The full quiz is here. The answers appear below. Comments, which are not part of the answers, are italicized.
Time: 20 minutes. This quiz is open book, open notes.
1. Samples of sediment in a river basin yielded values of 8, 8, 20, and 64 mg/Kg (ppm) arsenic. To analyze the results, you will model all variation as random. Specifically, these values will be considered as independent realizations of a random variable governed by one probability distribution. Its mean characterizes the average arsenic concentration river-wide.
a. The sample mean is the minimum variance unbiased estimator (MVUE) of the mean and the sample variance is the MVUE of the variance. The sample mean is (8 + 8 + 20 + 64)/4 =25 ppm. The residuals are therefore -17, -17, -5, and 39 ppm, with squares 289, 289, 25, and 1521 ppm2, respectively. The sample variance is (289 + 289 + 25 + 1521)/(4-1) = 2124/3 = 708 ppm2.
b. The lognormal MLE requires the mean and variance of the logarithms. The mean log is (2 + 2 + 3 + 4)/4 = 11/4. The residuals are -3/4, -3/4, 1/4, and 5/4, with squares 9/16, 9/16, 1/16, and 25/16. There is no bias correction in the variance formula, so the it is computed as (9 + 9 + 1 + 25)/16 / 4 = 11/16. The lognormal MLE is exp(11/4 + (11/16)/2) = exp(99/32) = exp(3 + 3/32) = exp(3) * exp(3/32) ~ 20 * (1 + 3/32) ~ 22.

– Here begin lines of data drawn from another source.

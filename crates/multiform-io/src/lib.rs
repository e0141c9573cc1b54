//! Line-oriented byte reading and header block parsing for multiform.
//!
//! This crate provides the two wire-level collaborators the multipart decoder
//! reads through:
//!
//! - [`LineReader`]: a buffered, line-oriented reader over any
//!   [`std::io::Read`], with a mode that either strips or preserves the
//!   trailing end-of-line bytes of each yielded line
//! - [`parse_header_block`]: consumes lines up to a blank line and returns a
//!   case-insensitive [`HeaderMap`]
//!
//! Neither layer knows anything about boundaries or parts; they see only a
//! sequential byte source.

#![forbid(unsafe_code)]

mod headers;
mod line_reader;

pub use headers::{HeaderError, HeaderMap, parse_header_block};
pub use line_reader::{CappedLine, DEFAULT_BUFFER_SIZE, EolMode, LineReader};
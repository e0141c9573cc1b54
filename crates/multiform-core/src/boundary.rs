//! Boundary extraction and matching.
//!
//! The boundary token is declared as a parameter of the body's content type:
//!
//! ```text
//! multipart/form-data; boundary=----WebKitFormBoundary7MA4YWxkTrZu0gW
//! ```
//!
//! From it the decoder derives the two byte patterns it must recognize, the
//! part marker `--<boundary>` and the final marker `--<boundary>--`.

use crate::error::FormError;

/// Extract the `boundary` parameter from a declared content-type value.
///
/// The parameter name is matched case-insensitively; the value may be bare or
/// quoted, and quoted values may contain backslash-escaped characters.
///
/// # Errors
///
/// Returns [`FormError::MalformedContentType`] if no usable boundary
/// parameter is present.
pub fn parse_boundary(content_type: &str) -> Result<String, FormError> {
    for param in content_type.split(';').skip(1) {
        let Some((key, value)) = param.split_once('=') else {
            continue;
        };
        if key.trim().eq_ignore_ascii_case("boundary") {
            let boundary = unquote(value.trim());
            if boundary.is_empty() {
                return Err(FormError::MalformedContentType);
            }
            return Ok(boundary);
        }
    }

    Err(FormError::MalformedContentType)
}

/// Remove surrounding quotes and collapse backslash escapes.
pub(crate) fn unquote(s: &str) -> String {
    let s = s.trim();
    let quoted = s.len() >= 2
        && ((s.starts_with('"') && s.ends_with('"'))
            || (s.starts_with('\'') && s.ends_with('\'')));
    if !quoted {
        return s.to_string();
    }

    let inner = &s[1..s.len() - 1];
    let mut out = String::with_capacity(inner.len());
    let mut chars = inner.chars();
    while let Some(c) = chars.next() {
        if c == '\\' {
            if let Some(escaped) = chars.next() {
                out.push(escaped);
            }
        } else {
            out.push(c);
        }
    }
    out
}

/// Result of matching a candidate line against the boundary markers.
#[derive(Debug, Clone, Copy, PartialEq, Eq)]
pub enum BoundaryMatch {
    /// The line is ordinary content.
    None,
    /// The line is a part marker; another part follows.
    Part,
    /// The line is the final marker; no further parts follow.
    Final,
}

/// The two byte patterns derived from a boundary token.
///
/// The final marker is always the part marker with `--` appended. Candidate
/// lines are compared byte-exactly after stripping leading linear whitespace,
/// which the format permits before boundary lines but nowhere else.
#[derive(Debug, Clone)]
pub struct BoundaryTokens {
    part: Vec<u8>,
    terminal: Vec<u8>,
}

impl BoundaryTokens {
    /// Derive the part and final markers from a boundary token.
    #[must_use]
    pub fn new(boundary: &str) -> Self {
        let part = format!("--{boundary}").into_bytes();
        let mut terminal = part.clone();
        terminal.extend_from_slice(b"--");
        Self { part, terminal }
    }

    /// The part marker, `--<boundary>`.
    #[must_use]
    pub fn part(&self) -> &[u8] {
        &self.part
    }

    /// The final marker, `--<boundary>--`.
    #[must_use]
    pub fn terminal(&self) -> &[u8] {
        &self.terminal
    }

    /// Classify a candidate line (end-of-line already stripped).
    #[must_use]
    pub fn classify(&self, line: &[u8]) -> BoundaryMatch {
        let candidate = trim_leading_lws(line);
        if candidate == self.terminal {
            BoundaryMatch::Final
        } else if candidate == self.part {
            BoundaryMatch::Part
        } else {
            BoundaryMatch::None
        }
    }
}

fn trim_leading_lws(line: &[u8]) -> &[u8] {
    let mut rest = line;
    while let [b' ' | b'\t', tail @ ..] = rest {
        rest = tail;
    }
    rest
}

These computations with logarithms were imprecise. For example, ln(64) = 4.16 is substantially larger than 4. Using more precise calculations gives the answer 24.4 to problem (1b).
2. Environmental scientists are concerned about sediments with more than 50 ppm arsenic in this river.
a. Of the four values, only one exceeded 50 ppm. The estimated proportion is therefore 1/4 = 25%.
b. The answer to (1a) suggests the underlying distribution is Normal(25, sqrt(708)) = N(25, 26.5), approximately. The value of 50 is almost one s.d. greater than the mean. The proportion of a normal distribution exceeding one s.d. is 16%. A more precise answer is 17.4%.
3. (Extra credit) Explain why each method in problem 2 gives a highly uncertain answer.
The binomial model ignores the numerical values of the data and uses only whether they exceed the 50 ppm threshold or not. This loses information and increases uncertainty. The binomial model would produce the same answer with any threshold between 20 and 64 ppm, indicating how crude this calculation is.
The normal model cannot be an accurate description of all the sediments because, using a calculation similar to (2b), it predicts that over 16% of the sediments have negative arsenic concentrations. With only four values, we cannot determine whether the model accurately describes the sediments with the largest concentrations.
The answer is necessarily uncertain, regardless of the estimation method, because it is based on just four samples, a very small number. Four samples might work if the sediment concentrations were very consistent, but the observed variation from 8 to 64 ppm already shows there is no such consistency.
Scoring: The passing score is 92. You must show details of your work to get credit for a correct answer or partial credit for an incorrect answer.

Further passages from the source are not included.